92
一条真也
「小倉に落ちるはずの原爆」

 

 今年も、8月9日がやってくる。 「長崎原爆の日」である。わたしにとって、1年でも最も重要な日だ。
 わたしは北九州市の小倉に生まれ、今も小倉に住んでいる。そして、日々、生きていることの不思議さを思う。
 なぜなら、広島に続いて長崎に落とされた原爆は、本当は小倉に落とされるはずだったからだ。
 72年前、原爆が予定通りに小倉に投下されていたら、どうなっていたか。広島に投下された原爆では、約14万人の方々が亡くなられた。
 当時の小倉・八幡の北九州都市圏(人口約80万人)は広島・呉都市圏よりも人口が密集していたために、広島以上の数の犠牲者が出ただろう。

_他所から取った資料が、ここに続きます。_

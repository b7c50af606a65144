use std::collections::BTreeMap;
use std::fmt;

use serde::Serialize;

/// Round number → fixtures of that round, ascending.
pub type FixturesByRound = BTreeMap<u32, Vec<FixtureRecord>>;

/// Round number → the three perspective tables of that round, ascending.
pub type StandingsSeries = BTreeMap<u32, RoundTables>;

#[derive(Debug, Clone, PartialEq, Serialize)]
pub struct TeamRecord {
    pub code: String,
    pub name_primary: Option<String>,
    pub name_secondary: Option<String>,
    pub name_tertiary: Option<String>,
    pub label: Option<String>,
    pub badge_ref: Option<String>,
    pub group_id: Option<i64>,
}

impl TeamRecord {
    pub fn display_name(&self) -> &str {
        [&self.name_primary, &self.name_secondary, &self.name_tertiary]
            .into_iter()
            .flatten()
            .map(|s| s.trim())
            .find(|s| !s.is_empty())
            .unwrap_or(self.code.as_str())
    }
}

#[derive(Debug, Clone, PartialEq, Serialize)]
pub struct FixtureRecord {
    pub match_id: i64,
    pub league_id: Option<i64>,
    pub round: u32,
    pub kickoff: Option<String>,
    pub home_code: String,
    pub away_code: String,
    pub full_time_score: Option<String>,
    pub half_time_score: Option<String>,
    pub home_rank: Option<String>,
    pub away_rank: Option<String>,
}

impl FixtureRecord {
    /// Full-time goals as `(home, away)` when the score token is `"<int>-<int>"`.
    pub fn goals(&self) -> Option<(u32, u32)> {
        parse_score(self.full_time_score.as_deref()?)
    }
}

pub fn parse_score(raw: &str) -> Option<(u32, u32)> {
    let (home, away) = raw.split_once('-')?;
    let home = home.trim().parse::<u32>().ok()?;
    let away = away.trim().parse::<u32>().ok()?;
    Some((home, away))
}

const STATUS_MARKERS: &[&str] = &["[中]", "(中)", "[预]", "(预)", "[退]", "(退)"];

/// Team name without the bracketed status markers the source appends, trimmed.
pub fn clean_team_name(raw: &str) -> String {
    let mut name = raw.trim().to_string();
    for marker in STATUS_MARKERS {
        name = name.replace(marker, "");
    }
    name.trim().to_string()
}

#[derive(Debug, Clone, Copy, PartialEq, Eq, PartialOrd, Ord, Hash, Serialize)]
#[serde(rename_all = "lowercase")]
pub enum Perspective {
    Aggregate,
    Home,
    Away,
}

impl Perspective {
    /// Position in per-perspective arrays: aggregate, home, away.
    pub fn index(self) -> usize {
        match self {
            Perspective::Aggregate => 0,
            Perspective::Home => 1,
            Perspective::Away => 2,
        }
    }

    pub fn as_str(self) -> &'static str {
        match self {
            Perspective::Aggregate => "aggregate",
            Perspective::Home => "home",
            Perspective::Away => "away",
        }
    }

    pub fn from_label(raw: &str) -> Option<Self> {
        match raw {
            "aggregate" => Some(Perspective::Aggregate),
            "home" => Some(Perspective::Home),
            "away" => Some(Perspective::Away),
            _ => None,
        }
    }
}

impl fmt::Display for Perspective {
    fn fmt(&self, f: &mut fmt::Formatter<'_>) -> fmt::Result {
        f.write_str(self.as_str())
    }
}

#[derive(Debug, Clone, PartialEq, Eq, Serialize)]
pub struct TeamStanding {
    pub team_code: String,
    pub team_name: String,
    pub rank: u32,
    pub played: u32,
    pub won: u32,
    pub drawn: u32,
    pub lost: u32,
    pub goals_for: u32,
    pub goals_against: u32,
    pub goal_diff: i64,
    pub points: u32,
}

impl TeamStanding {
    pub fn new(team_code: &str, team_name: &str) -> Self {
        Self {
            team_code: team_code.to_string(),
            team_name: team_name.to_string(),
            rank: 0,
            played: 0,
            won: 0,
            drawn: 0,
            lost: 0,
            goals_for: 0,
            goals_against: 0,
            goal_diff: 0,
            points: 0,
        }
    }

    /// Re-derives `played`, `goal_diff` and `points` from the counted fields.
    pub fn refresh_derived(&mut self) {
        self.played = self.won + self.drawn + self.lost;
        self.goal_diff = i64::from(self.goals_for) - i64::from(self.goals_against);
        self.points = 3 * self.won + self.drawn;
    }

    pub fn win_pct(&self) -> f64 {
        if self.played == 0 {
            return 0.0;
        }
        f64::from(self.won) * 100.0 / f64::from(self.played)
    }
}

#[derive(Debug, Clone, PartialEq, Eq, Serialize)]
pub struct RoundTable {
    pub round: u32,
    pub perspective: Perspective,
    pub entries: Vec<TeamStanding>,
}

impl RoundTable {
    pub fn entry(&self, team_code: &str) -> Option<&TeamStanding> {
        self.entries.iter().find(|e| e.team_code == team_code)
    }

    /// Same team as `other` by code and name. Merged tables can hold two clubs with one
    /// stage-local code, so the code alone is ambiguous there.
    pub fn entry_for(&self, other: &TeamStanding) -> Option<&TeamStanding> {
        self.entries
            .iter()
            .find(|e| e.team_code == other.team_code && e.team_name == other.team_name)
    }
}

#[derive(Debug, Clone, PartialEq, Eq, Serialize)]
pub struct RoundTables {
    pub aggregate: RoundTable,
    pub home: RoundTable,
    pub away: RoundTable,
}

impl RoundTables {
    pub fn get(&self, perspective: Perspective) -> &RoundTable {
        match perspective {
            Perspective::Aggregate => &self.aggregate,
            Perspective::Home => &self.home,
            Perspective::Away => &self.away,
        }
    }

    pub fn iter(&self) -> impl Iterator<Item = &RoundTable> {
        [&self.aggregate, &self.home, &self.away].into_iter()
    }

    /// Builds the trio from a per-perspective constructor.
    pub fn build(mut table_for: impl FnMut(Perspective) -> RoundTable) -> Self {
        Self {
            aggregate: table_for(Perspective::Aggregate),
            home: table_for(Perspective::Home),
            away: table_for(Perspective::Away),
        }
    }
}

 当時、わたしの母は小倉の中心部に住んでいた。よって原爆が投下された場合は確実に母の生命はなく、当然ながらわたしはこの世に生を受けていなかったのである。
 その事実を知ってから、わたしはずっと「なぜ、自分は生を受けたのか」「なぜ、いま生きているのか」について考えるようになった。
 まさに、長崎原爆は、わたしにとって「他人事」ではない「自分事」なのだ。わたしも含めて、小倉の人々は、長崎原爆の犠牲者の方々を絶対に忘れてはならないと思う。
 しかし、悲しいことにその事実を知らない小倉の人々も多い。そこで「長崎原爆の日」の当日、わが社では毎年、「昭和20年8月9日 小倉に落ちるはずだった原爆。」というキャッチコピーで各全国紙に「鎮魂」のメッセージ広告を掲載している。ようやく北九州でも歴史上の事実が知れ渡ってきたようだ。
 その日は、いつも小倉にある本社の総合朝礼で、わたしが社員のみなさんに長崎原爆の話をし、最後に全員で犠牲者への黙祷を捧げる。
 家族葬に直葬と、日本では葬儀の簡略化が進んでいる。死者が軽んじられているような気がしてならない。
 しかし、生者は死者に支えられて生きている。わたしは、常に「死者のまなざし」を感じながら生きたい。